You can also set up a RAID array in a computer, in some cases, but it gets more complicated, and not all motherboards support it.

Iomega is one of many manufacturers who now make affordable NAS (Network Attached Storage) devices that can be plugged directly into your home network and used as storage. For an example, check out the Storcenter Pro 150D. Can be configured for hardware RAID5 at 750GB, for around $800.

I don't work for Iomega, but I do capacity planning and network operations for a living. There are plenty of other vendors who offer similar hardware. I would be careful, however, with choosing a brand. Storage is cheap, but it's expensive when it fails.
 
Netsloth is right.
Given our investment in travel, vacation time etc, $1000 to get a good backup is not that expensive.
The problem with most solution is that the original and backup are in your own house, so fire or lighting etc and you loose the lot.

There must be a market for network backup across the internet.
 
Heh. Interesting that you should say that, Victor.

I'm the owner of a startup providing that kind of a service, along with some others. I won't advertise, but it does make me happy to hear someone say that they see a need.
 
That sucks. Only takes once to learn a hard lesson. I'm a server admin and I lost data not too long ago. And I should have known better. Got lazy. Was a fairly new drive as well. I had to run a data restore program and got back most of my stuff. But it was painfull to say the least. I ended up getting a 500GB USB drive and I setup a scheduled task to run weekly robocopy (like xcopy on steroids) backups. I have my PC and the USB "mirrored" like a RAID1 setup. The odds of losing both drives at the same time are minimal. Always have some type of backup even if you just burn your valuable images to DVD.
 
I work in the business of data protection for the "enterprise" (large corporations) and always fear data loss at home. Unfortunately, without a investment in software and hardware coupled with diligence data loss is almost guaranteed. There are companies like Mozy out there, but the issue there is the restore process is not sustainable. In most cases their system would expire your "restore" before you can download it, so then you get to start over.

Best options are going to always be to backup locally for your primary backup, and then perhaps have a "off site" backup for the worst case. If its worst case, you can suffer through the tedious and lengthy restore. I would suggest either USB/firewire storage and maybe DVD. DVD is limiting due to the 4.7GB capacity for a standard DVD, I can take 4GB of photos in a long weekend. If you use hard drives, it is best if you can use one that is RAID protected...as hard drives do and will fail. It is best to use something like RAID5 or RAID1, while not the best option...it gives you far more protection than a single disk would.

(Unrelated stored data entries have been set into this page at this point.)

//! Statistics generation from the filings database
//!
//! This module backs the `db-health` command.

use crate::state::ScheduleState;
use crate::storage::{RunRecord, Storage, StorageResult};
use chrono::NaiveDateTime;

/// Store statistics summary
#[derive(Debug, Clone)]
pub struct HarvestStatistics {
    /// Stored rows, revisions included
    pub total_rows: u64,

    /// Distinct natural keys
    pub distinct_filings: u64,

    /// Rows per source
    pub rows_by_source: Vec<(String, u64)>,

    pub latest_filing: Option<NaiveDateTime>,
    pub schedule: Vec<ScheduleState>,
    pub last_run: Option<RunRecord>,
}

impl HarvestStatistics {
    /// Rows that are second or later revisions of a filing
    pub fn revisions(&self) -> u64 {
        self.total_rows.saturating_sub(self.distinct_filings)
    }
}

/// Loads statistics from storage
///
/// # Arguments
///
/// * `storage` - The storage backend to query
///
/// # Returns
///
/// * `Ok(HarvestStatistics)` - Successfully loaded statistics
/// * `Err(StorageError)` - Failed to query statistics
pub fn load_statistics(storage: &dyn Storage) -> StorageResult<HarvestStatistics> {
    Ok(HarvestStatistics {
        total_rows: storage.count_trades()?,
        distinct_filings: storage.count_distinct_hashes()?,
        rows_by_source: storage.count_by_source()?,
        latest_filing: storage.latest_filing_date()?,
        schedule: storage.load_source_states()?,
        last_run: storage.get_latest_run()?,
    })
}

/// Prints statistics to stdout in a formatted manner
pub fn print_statistics(stats: &HarvestStatistics) {
    println!("=== Store Statistics ===\n");

    println!("Overview:");
    println!("  Stored rows: {}", stats.total_rows);
    println!("  Distinct filings: {}", stats.distinct_filings);
    println!("  Revision rows: {}", stats.revisions());
    match stats.latest_filing {
        Some(latest) => println!("  Latest filing: {}", latest),
        None => println!("  Latest filing: none"),
    }
    println!();

    if !stats.rows_by_source.is_empty() {
        println!("Rows by Source:");
        for (source, count) in &stats.rows_by_source {
            let percentage = if stats.total_rows > 0 {
                (*count as f64 / stats.total_rows as f64) * 100.0
            } else {
                0.0
            };
            println!("  {}: {} ({:.1}%)", source, count, percentage);
        }
        println!();
    }

    if !stats.schedule.is_empty() {
        println!("Schedule:");
        for state in &stats.schedule {
            println!(
                "  {}: full refresh {}, change check {}, last success {}",
                state.source_name,
                format_time(state.last_full_refresh_at),
                format_time(state.last_change_check_at),
                format_time(state.last_success_at)
            );
        }
        println!();
    }

    match &stats.last_run {
        Some(run) => println!(
            "Last Run: #{} {} {} (started {}, {} ok / {} failed sources, {} new records)",
            run.id,
            run.mode.to_db_string(),
            run.status,
            run.started_at,
            run.totals.sources_ok,
            run.totals.sources_failed,
            run.totals.records_new
        ),
        None => println!("Last Run: none"),
    }
}

fn format_time(time: Option<chrono::DateTime<chrono::Utc>>) -> String {
    time.map(|t| t.format("%Y-%m-%d %H:%M:%S").to_string())
        .unwrap_or_else(|| "never".to_string())
}
//! Configuration module for Insider-Harvest
//!
//! This module handles loading, layering, and validating TOML configuration files.
//! Layers resolve once at startup into an immutable [`Settings`] value that is
//! shared by reference with every component.
//!
//! # Example
//!
//! ```no_run
//! use insider_harvest::config::load_config;
//! use std::path::Path;
//!
//! let settings = load_config(Path::new("config/default.toml")).unwrap();
//! println!("Worker limit: {}", settings.scraper.max_threads);
//! ```

mod parser;
mod types;
mod validation;

// Re-export types
pub use types::{
    AdvancedConfig, BrowserConfig, CachingConfig, DatabaseConfig, MonitoringConfig,
    ScraperConfig, Settings, Source, SourceConfig,
};

// Re-export parser functions
pub use parser::{
    compute_settings_hash, load_config, load_settings, merge_values, ConfigLayers,
    LoadedSettings,
};
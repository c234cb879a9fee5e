use crate::state::JobKind;
use chrono::{DateTime, Utc};
use std::time::Duration;

/// Tracks when a source was last polled and what it looked like
///
/// Persisted in the `source_state` table so cadences survive restarts.
#[derive(Debug, Clone, Default, PartialEq)]
pub struct ScheduleState {
    pub source_name: String,

    /// SHA-256 of the page body seen on the last full refresh
    pub last_content_hash: Option<String>,

    /// Natural-key hash of the newest filing seen on the page
    pub newest_trade_hash: Option<String>,

    pub last_full_refresh_at: Option<DateTime<Utc>>,
    pub last_change_check_at: Option<DateTime<Utc>>,

    /// Last job that ended without a terminal failure
    pub last_success_at: Option<DateTime<Utc>>,
}

impl ScheduleState {
    pub fn new(source_name: &str) -> Self {
        Self {
            source_name: source_name.to_string(),
            ..Self::default()
        }
    }

    /// Returns the job this source is due for, if any
    ///
    /// A full refresh wins over a change check. A full refresh also counts as a
    /// change check, so the check cadence restarts after it.
    ///
    /// # Arguments
    ///
    /// * `now` - The current wall-clock time
    /// * `change_interval` - Change-detection cadence
    /// * `full_interval` - Full-refresh cadence
    pub fn due(
        &self,
        now: DateTime<Utc>,
        change_interval: Duration,
        full_interval: Duration,
    ) -> Option<JobKind> {
        if is_elapsed(self.last_full_refresh_at, now, full_interval) {
            return Some(JobKind::FullRefresh);
        }

        if is_elapsed(self.last_polled_at(), now, change_interval) {
            return Some(JobKind::ChangeDetection);
        }

        None
    }

    /// Calculates the time until this source is next due
    ///
    /// Returns `Duration::ZERO` if it is due now.
    pub fn time_until_due(
        &self,
        now: DateTime<Utc>,
        change_interval: Duration,
        full_interval: Duration,
    ) -> Duration {
        let full = remaining(self.last_full_refresh_at, now, full_interval);
        let change = remaining(self.last_polled_at(), now, change_interval);
        full.min(change)
    }

    /// Records a successful full refresh
    pub fn record_full_refresh(
        &mut self,
        now: DateTime<Utc>,
        content_hash: Option<String>,
        newest_trade_hash: Option<String>,
    ) {
        self.last_full_refresh_at = Some(now);
        self.last_change_check_at = Some(now);
        self.last_success_at = Some(now);
        if content_hash.is_some() {
            self.last_content_hash = content_hash;
        }
        if newest_trade_hash.is_some() {
            self.newest_trade_hash = newest_trade_hash;
        }
    }

    /// Records a successful change check that found nothing new
    pub fn record_change_check(&mut self, now: DateTime<Utc>) {
        self.last_change_check_at = Some(now);
        self.last_success_at = Some(now);
    }

    /// Records a polled page that could not be used
    ///
    /// Moves the timers of the job's cadence without marking a success or
    /// touching the stored hashes, so a changed page is retried once per
    /// cadence.
    pub fn record_unusable_poll(&mut self, now: DateTime<Utc>, kind: JobKind) {
        if kind == JobKind::FullRefresh {
            self.last_full_refresh_at = Some(now);
        }
        self.last_change_check_at = Some(now);
    }

    fn last_polled_at(&self) -> Option<DateTime<Utc>> {
        match (self.last_change_check_at, self.last_full_refresh_at) {
            (Some(a), Some(b)) => Some(a.max(b)),
            (a, b) => a.or(b),
        }
    }
}

fn is_elapsed(last: Option<DateTime<Utc>>, now: DateTime<Utc>, interval: Duration) -> bool {
    remaining(last, now, interval).is_zero()
}

fn remaining(last: Option<DateTime<Utc>>, now: DateTime<Utc>, interval: Duration) -> Duration {
    let Some(last) = last else {
        return Duration::ZERO;
    };
    let elapsed = (now - last).to_std().unwrap_or(Duration::ZERO);
    interval.saturating_sub(elapsed)
}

The home is still a market that isn't touched. Most people buy cheap PCs, its obvious they wouldn't invest in data protection. Its an uphill battle, everyone feels safe with their data on their hard drive...until the unthinkable happens.

I'm sorry to hear about your loss, but don't feel like you are alone. I know plenty of large corporations that go through the same thing. Many have a "Backup", but it turns out it didn't work or wasn't managed properly.
 
I only know of 1 hosting site that allows access to the original file size, and that is smugmug. Many of the rest don't even preserve the original, it is downgraded as soon as it is uploaded. Others keep the original "full size", they just won't let you have it back.